The proverbial chickens are due to come home to roost. Unless we see the floods in Pakistan as a human disaster that could happen to anyone and everyone I don’t think there is hope for us as a species. We’ve to put aside our personal grievances and petty hatreds and work out a solution to alleviate the misery and suffering of the common masses.  

Reasons do not always have to be humanitarian. They could be as selfish as one’s own survival. But my survival is not going to be that of me alone. It is connected to the survival of everyone. If the ship sinks I go with the rest. Unfortunately, there is no option for me to stay and see the others go. When others go, I go too.

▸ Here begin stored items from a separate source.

//! Routing metadata carried as message application properties.

use crate::broker::{ApplicationProperties, PropertyValue};
use crate::cluster::ServerId;

use super::{BusError, Result};

/// Property name for the destination namespace.
pub const NSP_PROPERTY: &str = "nsp";

/// Property name for the publishing adapter's identifier.
pub const UID_PROPERTY: &str = "uid";

/// Property name for the requester targeted by a response.
pub const REQUESTER_UID_PROPERTY: &str = "requesterUid";

/// Routing metadata of one broker message.
///
/// A message without `requester_uid` is a broadcast; with it, a response.
#[derive(Debug, Clone, PartialEq, Eq)]
pub struct RoutingEnvelope {
    pub nsp: String,
    pub uid: ServerId,
    pub requester_uid: Option<ServerId>,
}

impl RoutingEnvelope {
    pub fn broadcast(nsp: impl Into<String>, uid: ServerId) -> Self {
        Self {
            nsp: nsp.into(),
            uid,
            requester_uid: None,
        }
    }

    pub fn response(nsp: impl Into<String>, uid: ServerId, requester_uid: ServerId) -> Self {
        Self {
            nsp: nsp.into(),
            uid,
            requester_uid: Some(requester_uid),
        }
    }

    pub fn is_response(&self) -> bool {
        self.requester_uid.is_some()
    }

    pub fn to_properties(&self) -> ApplicationProperties {
        let mut properties = ApplicationProperties::with_capacity(3);
        properties.insert(NSP_PROPERTY.to_string(), self.nsp.as_str().into());
        properties.insert(UID_PROPERTY.to_string(), self.uid.as_str().into());
        if let Some(requester_uid) = &self.requester_uid {
            properties.insert(
                REQUESTER_UID_PROPERTY.to_string(),
                requester_uid.as_str().into(),
            );
        }
        properties
    }

    /// Extract the envelope from received properties.
    ///
    /// An empty `requesterUid` counts as absent.
    pub fn from_properties(properties: Option<&ApplicationProperties>) -> Result<Self> {
        let properties = properties
            .ok_or_else(|| BusError::MalformedMessage("no application properties".to_string()))?;

        let nsp = string_property(properties, NSP_PROPERTY)?
            .ok_or_else(|| BusError::MalformedMessage("missing nsp".to_string()))?;
        let uid = string_property(properties, UID_PROPERTY)?
            .ok_or_else(|| BusError::MalformedMessage("missing uid".to_string()))?;
        let requester_uid = string_property(properties, REQUESTER_UID_PROPERTY)?
            .filter(|s| !s.is_empty())
            .map(ServerId::from);

        Ok(Self {
            nsp: nsp.to_string(),
            uid: ServerId::from(uid),
            requester_uid,
        })
    }
}

fn string_property<'a>(properties: &'a ApplicationProperties, name: &str) -> Result<Option<&'a str>> {
    match properties.get(name) {
        None => Ok(None),
        Some(PropertyValue::String(s)) => Ok(Some(s)),
        Some(other) => Err(BusError::MalformedMessage(format!(
            "{} is not a string: {:?}",
            name, other
        ))),
    }
}
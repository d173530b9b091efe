//! Cluster scenarios on the in-memory broker.
//!
//! Each `Connection` stands for one server process; all share one broker.
//!
//! Run with: cargo test --test cluster_scenarios --features test-utils

use std::sync::Arc;
use std::time::Duration;

use bytes::Bytes;
use cluster_topic_adapter::broker::{
    InMemoryBroker, OutboundMessage, PropertyValue, ReceiveMode,
};
use cluster_topic_adapter::bus::envelope::{NSP_PROPERTY, UID_PROPERTY};
use cluster_topic_adapter::bus::{BusError, Codec, MsgPackCodec, RoutingEnvelope};
use cluster_topic_adapter::cluster::ServerId;
use cluster_topic_adapter::test_utils::{make_message, make_response, RecordingHandler};
use cluster_topic_adapter::{
    AdapterOptions, ClusterTransport, Connection, MessageType, NamespaceAdapter,
};
use serde_json::json;

const WAIT: Duration = Duration::from_secs(2);
const SETTLE: Duration = Duration::from_millis(100);

type Adapter = Arc<NamespaceAdapter<RecordingHandler>>;

struct Server {
    connection: Arc<Connection>,
    root: Adapter,
}

async fn start_server(broker: &InMemoryBroker, options: &AdapterOptions) -> Server {
    let connection = Connection::new(broker, Arc::new(broker.clone()), options.clone());
    let root = connection
        .create_adapter("/", RecordingHandler::new())
        .unwrap();
    root.init().await.unwrap();
    Server { connection, root }
}

async fn cluster(broker: &InMemoryBroker, size: usize) -> Vec<Server> {
    let options = AdapterOptions::default();
    let mut servers = Vec::with_capacity(size);
    for _ in 0..size {
        servers.push(start_server(broker, &options).await);
    }
    servers
}

#[tokio::test]
async fn test_broadcast_reaches_every_other_server() {
    let broker = InMemoryBroker::new();
    let servers = cluster(&broker, 3).await;
    let (a, b, c) = (&servers[0].root, &servers[1].root, &servers[2].root);

    let message = make_message(
        a.uid(),
        "/",
        MessageType::Broadcast,
        json!({"packet": {"data": ["hello", {"nested": [1, 2.5, true, null]}]}}),
    );
    a.do_publish(&message).await.unwrap();

    assert!(b.handler().wait_for_messages(1, WAIT).await);
    assert!(c.handler().wait_for_messages(1, WAIT).await);
    tokio::time::sleep(SETTLE).await;

    assert_eq!(b.handler().messages(), vec![message.clone()]);
    assert_eq!(c.handler().messages(), vec![message]);
    assert!(a.handler().messages().is_empty());
}

#[tokio::test]
async fn test_response_reaches_only_requester() {
    let broker = InMemoryBroker::new();
    let servers = cluster(&broker, 3).await;
    let (a, b, c) = (&servers[0].root, &servers[1].root, &servers[2].root);

    let request = make_message(a.uid(), "/", MessageType::FetchSockets, json!({"opts": {}}));
    a.do_publish(&request).await.unwrap();
    assert!(b.handler().wait_for_messages(1, WAIT).await);

    let response = make_response(MessageType::FetchSocketsResponse, json!({"sockets": []}));
    b.do_publish_response(a.uid(), &response).await.unwrap();

    assert!(a.handler().wait_for_responses(1, WAIT).await);
    tokio::time::sleep(SETTLE).await;

    assert_eq!(a.handler().responses(), vec![response]);
    assert!(b.handler().responses().is_empty());
    assert!(c.handler().responses().is_empty());
    // A response is never delivered as a regular message.
    assert!(a.handler().messages().is_empty());
    assert_eq!(c.handler().messages(), vec![request]);
}

#[tokio::test]
async fn test_message_without_properties_is_dropped() {
    let broker = InMemoryBroker::new();
    let servers = cluster(&broker, 2).await;
    let (a, b) = (&servers[0].root, &servers[1].root);

    let stray = OutboundMessage {
        body: Bytes::from_static(b"not for us"),
        ..Default::default()
    };
    broker.deliver("socket.io", stray).unwrap();

    let message = make_message(a.uid(), "/", MessageType::ServerSideEmit, json!(["ping"]));
    a.do_publish(&message).await.unwrap();

    assert!(b.handler().wait_for_messages(1, WAIT).await);
    assert_eq!(b.handler().messages(), vec![message]);
}

#[tokio::test]
async fn test_non_string_namespace_is_dropped() {
    let broker = InMemoryBroker::new();
    let servers = cluster(&broker, 1).await;
    let a = &servers[0].root;

    let mut bad = OutboundMessage::default();
    bad.application_properties
        .insert(NSP_PROPERTY.to_string(), PropertyValue::Bool(true));
    bad.application_properties
        .insert(UID_PROPERTY.to_string(), PropertyValue::from("stranger"));
    broker.deliver("socket.io", bad).unwrap();
    tokio::time::sleep(SETTLE).await;

    assert!(a.handler().messages().is_empty());
    // Dropped messages are still settled.
    assert_eq!(
        broker.locked_count("socket.io", servers[0].connection.subscription_name()),
        0
    );
}

#[tokio::test]
async fn test_unknown_namespace_is_dropped() {
    let broker = InMemoryBroker::new();
    let servers = cluster(&broker, 2).await;
    let (a, b) = (&servers[0].root, &servers[1].root);

    let orphan = make_message(a.uid(), "/orphan", MessageType::Broadcast, json!({}));
    let body = MsgPackCodec.encode(&orphan).unwrap();
    broker
        .deliver(
            "socket.io",
            OutboundMessage {
                body: Bytes::from(body),
                application_properties: RoutingEnvelope::broadcast("/orphan", a.uid().clone())
                    .to_properties(),
            },
        )
        .unwrap();
    tokio::time::sleep(SETTLE).await;

    assert!(b.handler().messages().is_empty());
    assert_eq!(broker.stats().messages_completed, 2);
}

#[tokio::test]
async fn test_namespaces_share_one_subscription_per_server() {
    let broker = InMemoryBroker::new();
    let options = AdapterOptions::default();
    let server_a = start_server(&broker, &options).await;
    let server_b = start_server(&broker, &options).await;

    let admin_a = server_a
        .connection
        .create_adapter("/admin", RecordingHandler::new())
        .unwrap();
    let admin_b = server_b
        .connection
        .create_adapter("/admin", RecordingHandler::new())
        .unwrap();
    admin_a.init().await.unwrap();
    admin_b.init().await.unwrap();

    assert_eq!(broker.subscription_names("socket.io").len(), 2);
    assert_eq!(broker.stats().subscriptions_created, 2);

    let message = make_message(admin_a.uid(), "/admin", MessageType::Broadcast, json!({}));
    admin_a.do_publish(&message).await.unwrap();

    assert!(admin_b.handler().wait_for_messages(1, WAIT).await);
    tokio::time::sleep(SETTLE).await;
    assert!(server_b.root.handler().messages().is_empty());
}

#[tokio::test]
async fn test_peek_lock_settles_every_delivery() {
    let broker = InMemoryBroker::new();
    let servers = cluster(&broker, 2).await;
    let (a, b) = (&servers[0].root, &servers[1].root);

    for i in 0..5 {
        let message = make_message(a.uid(), "/", MessageType::Broadcast, json!({ "i": i }));
        a.do_publish(&message).await.unwrap();
    }
    assert!(b.handler().wait_for_messages(5, WAIT).await);
    tokio::time::sleep(SETTLE).await;

    // Five deliveries to each of the two subscriptions.
    assert_eq!(broker.stats().messages_completed, 10);
    for server in &servers {
        assert_eq!(
            broker.locked_count("socket.io", server.connection.subscription_name()),
            0
        );
    }
}

#[tokio::test]
async fn test_receive_and_delete_cluster() {
    let broker = InMemoryBroker::new();
    let options = AdapterOptions::default().with_receive_mode(ReceiveMode::ReceiveAndDelete);
    let a = start_server(&broker, &options).await;
    let b = start_server(&broker, &options).await;

    let message = make_message(a.root.uid(), "/", MessageType::Broadcast, json!({}));
    a.root.do_publish(&message).await.unwrap();

    assert!(b.root.handler().wait_for_messages(1, WAIT).await);
    assert_eq!(broker.stats().messages_completed, 0);
}

#[tokio::test]
async fn test_server_shutdown_leaves_others_running() {
    let broker = InMemoryBroker::new();
    let servers = cluster(&broker, 3).await;

    servers[2].root.close().await;
    assert!(servers[2].connection.is_closed());
    assert!(!broker.subscription_exists("socket.io", servers[2].connection.subscription_name()));
    assert_eq!(broker.subscription_names("socket.io").len(), 2);

    let message = make_message(servers[0].root.uid(), "/", MessageType::Broadcast, json!({}));
    servers[0].root.do_publish(&message).await.unwrap();
    assert!(servers[1].root.handler().wait_for_messages(1, WAIT).await);
    assert!(servers[2].root.handler().messages().is_empty());

    let err = servers[2].root.do_publish(&message).await.unwrap_err();
    assert_eq!(err, BusError::AdapterClosed("/".to_string()));
}

#[tokio::test]
async fn test_pre_existing_topic_is_reused() {
    let broker = InMemoryBroker::new();
    broker.precreate_topic("socket.io");

    let servers = cluster(&broker, 2).await;

    assert_eq!(broker.stats().topics_created, 0);
    assert_eq!(broker.stats().subscriptions_created, 2);
    for server in &servers {
        assert!(server.connection.subscription_name().starts_with("socket.io-"));
    }
}

#[tokio::test]
async fn test_late_server_receives_only_new_messages() {
    let broker = InMemoryBroker::new();
    let mut servers = cluster(&broker, 1).await;

    let early = make_message(&ServerId::from("ghost"), "/", MessageType::Broadcast, json!(1));
    servers[0].root.do_publish(&early).await.unwrap();

    servers.push(start_server(&broker, &AdapterOptions::default()).await);
    let late = make_message(servers[0].root.uid(), "/", MessageType::Broadcast, json!(2));
    servers[0].root.do_publish(&late).await.unwrap();

    assert!(servers[1].root.handler().wait_for_messages(1, WAIT).await);
    tokio::time::sleep(SETTLE).await;
    assert_eq!(servers[1].root.handler().messages(), vec![late]);
}
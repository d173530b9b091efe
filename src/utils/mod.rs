//! Process-level helpers shared by binaries and broker backends.

pub mod bootstrap;
pub mod retry;
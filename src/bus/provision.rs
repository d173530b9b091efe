//! Topic and subscription provisioning.

use futures::future::{BoxFuture, Shared};
use tracing::{debug, info};

use crate::broker::AdminClient;
use crate::config::{SubscriptionOptions, TopicOptions};

use super::{BusError, Result};

/// Names of the resources a connection consumes from.
#[derive(Debug, Clone, PartialEq, Eq)]
pub struct ProvisionedResources {
    pub topic_name: String,
    pub subscription_name: String,
}

/// Provisioning outcome memoized and shared by every waiter.
pub type SharedProvisioning = Shared<BoxFuture<'static, Result<ProvisionedResources>>>;

/// Ensure the topic exists, then create the subscription bound to it.
///
/// A missing topic is created; losing a creation race to another server is
/// not an error. The subscription is always created since its name is unique
/// to the calling connection.
pub async fn ensure(
    admin: &dyn AdminClient,
    topic_name: &str,
    subscription_name: &str,
    topic_options: &TopicOptions,
    subscription_options: &SubscriptionOptions,
) -> Result<ProvisionedResources> {
    match admin.get_topic(topic_name).await {
        Ok(_) => {
            debug!(topic = %topic_name, "Topic already exists");
        }
        Err(e) if e.is_not_found() => {
            debug!(topic = %topic_name, "Topic does not exist");
            match admin.create_topic(topic_name, topic_options).await {
                Ok(_) => info!(topic = %topic_name, "Created topic"),
                Err(e) if e.is_already_exists() => {
                    debug!(topic = %topic_name, "Topic was created concurrently");
                }
                Err(e) => {
                    return Err(BusError::Provisioning(format!(
                        "Failed to create topic {}: {}",
                        topic_name, e
                    )));
                }
            }
        }
        Err(e) => {
            return Err(BusError::Provisioning(format!(
                "Failed to fetch topic {}: {}",
                topic_name, e
            )));
        }
    }

    debug!(subscription = %subscription_name, "Creating subscription");

    admin
        .create_subscription(topic_name, subscription_name, subscription_options)
        .await
        .map_err(|e| {
            BusError::Provisioning(format!(
                "Failed to create subscription {}: {}",
                subscription_name, e
            ))
        })?;

    info!(
        topic = %topic_name,
        subscription = %subscription_name,
        "Created subscription"
    );

    Ok(ProvisionedResources {
        topic_name: topic_name.to_string(),
        subscription_name: subscription_name.to_string(),
    })
}
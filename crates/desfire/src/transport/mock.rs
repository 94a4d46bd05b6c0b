//! Scripted transport for unit tests

use std::cell::Cell;
use std::collections::VecDeque;

use bytes::Bytes;

use super::{PcdError, TagTransport, TransportError};
use crate::status::PiccStatus;

/// Mock transport replaying scripted responses and diagnostic registers
#[derive(Debug, Default)]
pub(crate) struct MockTransport {
    /// Responses handed out in order
    pub(crate) responses: VecDeque<Result<Bytes, TransportError>>,
    /// Commands that were sent
    pub(crate) commands: Vec<Bytes>,
    /// Result of the next connect calls
    pub(crate) connect_result: Option<TransportError>,
    /// Result of the next disconnect calls
    pub(crate) disconnect_result: Option<TransportError>,
    /// Link error register
    pub(crate) last_error: Option<TransportError>,
    /// Reader error register
    pub(crate) last_pcd_error: Option<PcdError>,
    /// Card error register
    pub(crate) last_picc_error: Option<PiccStatus>,
    /// Number of connect calls
    pub(crate) connects: usize,
    /// Number of disconnect calls
    pub(crate) disconnects: usize,
    /// Number of link register reads
    pub(crate) error_queries: Cell<usize>,
    /// Number of reader register reads
    pub(crate) pcd_queries: Cell<usize>,
    /// Number of card register reads
    pub(crate) picc_queries: Cell<usize>,
}

impl MockTransport {
    /// Create a new mock transport with the given responses
    pub(crate) fn new(responses: Vec<Result<Bytes, TransportError>>) -> Self {
        Self {
            responses: responses.into(),
            ..Default::default()
        }
    }

    /// Create a mock transport whose next exchange fails with an I/O error
    pub(crate) fn failing_io() -> Self {
        Self::new(vec![Err(TransportError::Io)])
    }

    /// Queue a wrapped native response with the given data and PICC status
    pub(crate) fn push_native(&mut self, data: &[u8], status: u8) {
        let mut response = data.to_vec();
        response.extend_from_slice(&[0x91, status]);
        self.responses.push_back(Ok(Bytes::from(response)));
    }
}

impl TagTransport for MockTransport {
    fn connect(&mut self) -> Result<(), TransportError> {
        self.connects += 1;
        self.connect_result.clone().map_or(Ok(()), Err)
    }

    fn disconnect(&mut self) -> Result<(), TransportError> {
        self.disconnects += 1;
        self.disconnect_result.clone().map_or(Ok(()), Err)
    }

    fn do_transmit_raw(&mut self, command: &[u8]) -> Result<Bytes, TransportError> {
        self.commands.push(Bytes::copy_from_slice(command));
        self.responses
            .pop_front()
            .unwrap_or_else(|| Err(TransportError::other("No scripted response")))
    }

    fn last_error(&self) -> Option<TransportError> {
        self.error_queries.set(self.error_queries.get() + 1);
        self.last_error.clone()
    }

    fn last_pcd_error(&self) -> Option<PcdError> {
        self.pcd_queries.set(self.pcd_queries.get() + 1);
        self.last_pcd_error
    }

    fn last_picc_error(&self) -> Option<PiccStatus> {
        self.picc_queries.set(self.picc_queries.get() + 1);
        self.last_picc_error
    }
}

For the most selfish of reasons we need to be concerned for our personal and group survival which also happens to be the survival of the species. In ensuring that Pakistanis are able to tackle the floods, I am ensuring my own survival because I am travelling in that very ship and if it sinks, it is not just parts of Pakistan but my family, friends and me that are going down.

Providing support to Pakistan by well-meaning individuals and governments from all parts of the world is simply a way of ensuring humanity’s survival. Nobody is expected to be charitable. Let the “selfish gene” prevail. For the most self-centered of reasons let me see what I could do to help the average Pakistani deal with the floods. In the process I am ensuring that my own future is guaranteed. I am not merely helping the Pakistani victim of the flood. I am helping myself in the event of a flood or any other natural disaster that could strike my own people. I owe it to myself and members of my social group and my nation that I bring out the human side of my character in order to ensure that immediate help is provided to helpless people trapped with families in a disastrous situation.

Whatever the political symbolism in Prime Minister Narendra Modi’s tweet (“Saddened to see the devastation caused by the floods in Pakistan. We extend our heartfelt condolences to the families of the victims, the injured and all those affected by this natural calamity and hope for an early restoration of normalcy.”), in my view it ought to be taken at face-value by the Pakistani government as an opportunity to build bridges between the two nations. There has never in history been an alternative to lasting peace and brotherhood.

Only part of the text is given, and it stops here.